COVID and zombies: that didn’t take long. In this tiny-budgeted drama, a pandemic has caused curfews, lockdowns and other impositions that by now barely qualify as allegory. Here, the infected become undead of the speedy post-28 Days Later variety. They are also largely a background threat. There are plenty other dangers facing the central family, although few that will cause any surprises for connoisseurs of cinematic eschatology.

Joe and Ethan Allister (Marci Miller and writer/ co-director Tobias) have managed to navigate the catastrophic events of the pathogen that has all but destroyed society. Ensconced in a ramshackle shelter, they are trying to survive in a hostile landscape. This is made much harder by the fact that their daughter Mia (Cece Kelly) has been bitten. There is a vaccine, but it is 50/50 kill or cure. Of more pressing concern is the gang of marauding home invaders who are out to strip the Allisters of their dwindling supplies.

Forget Everything And Run has been lazily billed as a cross between The Walking Dead and The Revenant. It is technically true in that there are zombies and it snows, but this piece of marketing puffery gives a false expectation. If Reisner and Tobias’ film resembles the relentless TV behemoth, it is in that show’s quieter moments where the survivors try and establish some makeshift normality. F.E.A.R‘s zombie moments bookend proceedings, but for the most part the threat is entirely human. This isn’t necessarily a flaw; The Battery is a great example of less-is-more on that front, but F.E.A.R lacks the personality of that cult favourite, among other things.

Like A Quiet Place or The Road, F.E.A.R plunges the viewer directly into a bleak situation and fleshes out its characters and situation through judicious flashback. This does little more than clue us in that the Allisters were very much a tight-knit family, and that young son Josh (Danny Ruiz) is a potential liability in a crisis. It does however establish the easy, carefree relationship Joe and Ethan had before necessity chiselled away everything but grim survival. Miller has the greater contrast; her pale blue eyes sparkling with mischief at a bar in happier times, and set as hard and frigid as their wintry environment in the present. Tobias’ writing has the sense to depict Joe as every inch as capable, resourceful, and determined as her husband. Whatever flaws the film has, Miller goes a long way to keeping it watchable, particularly during a blackly existential stand-off against the invaders’ grizzled matriarch (Susan Moore Harmon).

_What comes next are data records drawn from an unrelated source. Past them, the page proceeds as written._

use std::collections::VecDeque;
use std::sync::Arc;

use sable_inferior::{
    Event, InferiorPort, Instruction, InvokeOutcome, MethodInfo, Notification, RawBreakpointId,
    Registers, RuntimeBackend, RuntimeInfo, TrampolineTarget,
};
use tokio::sync::{mpsc, oneshot};

use crate::breakpoint::{BreakpointIndex, BreakpointLocation, LoadHandler, ThreadFilter};
use crate::error::Error;
use crate::event::{TargetEvent, TargetEventKind};
use crate::frame::{Backtrace, BacktraceMode, FrameKind, StackFrame, StepFrame, StepMode};
use crate::operation::callback::{CallbackOperation, InvokeRequest, RuntimeInvokeOperation};
use crate::operation::step::{RunOperation, StepOperation, StepOverBreakpoint};
use crate::operation::{EventResult, Operation, OperationKind, ReplySlot};
use crate::process::{lock, ProcessShared, ThreadNotice, ThreadNoticeKind};
use crate::unwind::{compute_backtrace, PendingInvocation};

/// Classification of a raw breakpoint hit.
#[derive(Debug, Clone, Copy, PartialEq, Eq)]
pub(crate) enum StopClass {
    /// The engine's own temporary breakpoint.
    Temp,

    /// A user breakpoint that should break this thread.
    Ours(BreakpointIndex),

    /// A trap this thread must silently step over: another debugger client's
    /// breakpoint, or a user breakpoint whose thread filter rejects this
    /// thread.
    Foreign(Option<BreakpointIndex>),
}

/// Register snapshot saved around a debugger-issued native call.
pub(crate) struct SavedState {
    registers: Registers,
}

/// Low-level resume flavor last issued, replayed after a notification stop.
#[derive(Debug, Clone, Copy, PartialEq, Eq)]
enum ResumeMode {
    Continue,
    Step,
}

enum FreezeState {
    /// The thread runs normally.
    No,

    /// A freeze was requested while an operation was running; the
    /// acknowledgment is sent once the inferior thread reports stopped.
    Freezing(oneshot::Sender<()>),

    /// The thread is frozen by another engine holding the global thread
    /// lock; events and commands are deferred.
    Frozen,
}

/// Held global thread lock: the process-wide permit plus the threads frozen
/// on our behalf.
struct GlobalLockHold {
    _permit: tokio::sync::OwnedSemaphorePermit,
    frozen: Vec<u64>,
}

/// Command mailbox vocabulary of one engine task.
pub(crate) enum EngineCommand {
    Step {
        mode: StepMode,
        reply: oneshot::Sender<crate::Result<TargetEvent>>,
    },
    Continue {
        until: Option<u64>,
        background: bool,
        reply: oneshot::Sender<crate::Result<TargetEvent>>,
    },
    Attach {
        reply: oneshot::Sender<crate::Result<TargetEvent>>,
    },
    ReturnFromFrame {
        reply: oneshot::Sender<crate::Result<TargetEvent>>,
    },
    CallMethod {
        entry: u64,
        arg1: u64,
        arg2: u64,
        reply: oneshot::Sender<crate::Result<(u64, u64)>>,
    },
    RuntimeInvoke {
        request: InvokeRequest,
        reply: oneshot::Sender<crate::Result<InvokeOutcome>>,
    },
    AbortInvocation,
    Stop,
    Detach {
        reply: oneshot::Sender<crate::Result<()>>,
    },
    GetBacktrace {
        mode: BacktraceMode,
        stop_address: Option<u64>,
        limit: usize,
        reply: oneshot::Sender<crate::Result<Backtrace>>,
    },
    GetRegisters {
        reply: oneshot::Sender<crate::Result<Registers>>,
    },
    SetRegisters {
        regs: Registers,
        reply: oneshot::Sender<crate::Result<()>>,
    },
    ReadMemory {
        addr: u64,
        len: usize,
        reply: oneshot::Sender<crate::Result<Vec<u8>>>,
    },
    WriteMemory {
        addr: u64,
        data: Vec<u8>,
        reply: oneshot::Sender<crate::Result<()>>,
    },
    InsertBreakpoint {
        location: BreakpointLocation,
        filter: ThreadFilter,
        handler: Option<LoadHandler>,
        reply: oneshot::Sender<crate::Result<BreakpointIndex>>,
    },
    RemoveBreakpoint {
        index: BreakpointIndex,
        reply: oneshot::Sender<crate::Result<()>>,
    },
    EnableBreakpoint {
        index: BreakpointIndex,
        reply: oneshot::Sender<crate::Result<()>>,
    },
    DisableBreakpoint {
        index: BreakpointIndex,
        reply: oneshot::Sender<crate::Result<()>>,
    },
    Freeze {
        ack: oneshot::Sender<()>,
    },
    Unfreeze,
}

/// Per-thread driver of the operation state machine.
///
/// Owns the thread's process-control port and the current operation chain.
/// Runs as one task: commands arrive on a mailbox, events on the port; while
/// an operation is in flight the two are raced, commands first.
pub(crate) struct SteppingEngine<P: InferiorPort, R: RuntimeBackend> {
    port: P,
    thread_id: u64,
    shared: Arc<ProcessShared<R>>,
    info: RuntimeInfo,

    commands: mpsc::UnboundedReceiver<EngineCommand>,
    events: mpsc::UnboundedSender<TargetEvent>,

    current: Option<Box<Operation>>,

    temp_breakpoint: Option<(u64, RawBreakpointId)>,
    stepping_over: Option<BreakpointIndex>,
    lock: Option<GlobalLockHold>,

    resume_mode: ResumeMode,
    stop_requested: bool,
    last_event: Option<Event>,
    reported_breakpoint: Option<BreakpointIndex>,
    pending_invocations: Vec<PendingInvocation>,

    freeze: FreezeState,
    need_replay: bool,
    deferred_events: VecDeque<Event>,
    deferred_commands: VecDeque<EngineCommand>,

    dead: bool,
    next_call_id: u64,

    /// Address of this thread's last-managed-frame pointer, fetched during
    /// attach.
    lmf_addr: Option<u64>,
}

This tense set-piece is the film’s highlight; a self-contained chamber drama between two mothers. We know who we side with, but both are simply doing what they see as necessary to survive. Counter-intuitively, once the action ramps up – by the standards of this restrained work at least – it becomes less interesting, succumbing to the expected genre tropes and a large dollop of sentimentality that had been steadfastly absent.

By no means disastrous as a small-scale undead drama, Forget Everything And Run nevertheless is drawing on a wellspring of genre goodwill that is rapidly depleting. Perhaps it’s pandemic fatigue, zombie fatigue, or some combination thereof, but it is going to take some special element for a film dealing with these themes to shine. Reisner and Tobias’ film lacks that hook, and makes similar mistakes as numerous others. There is a rather surprising streak of optimism, which is very welcome, but little else to stand out.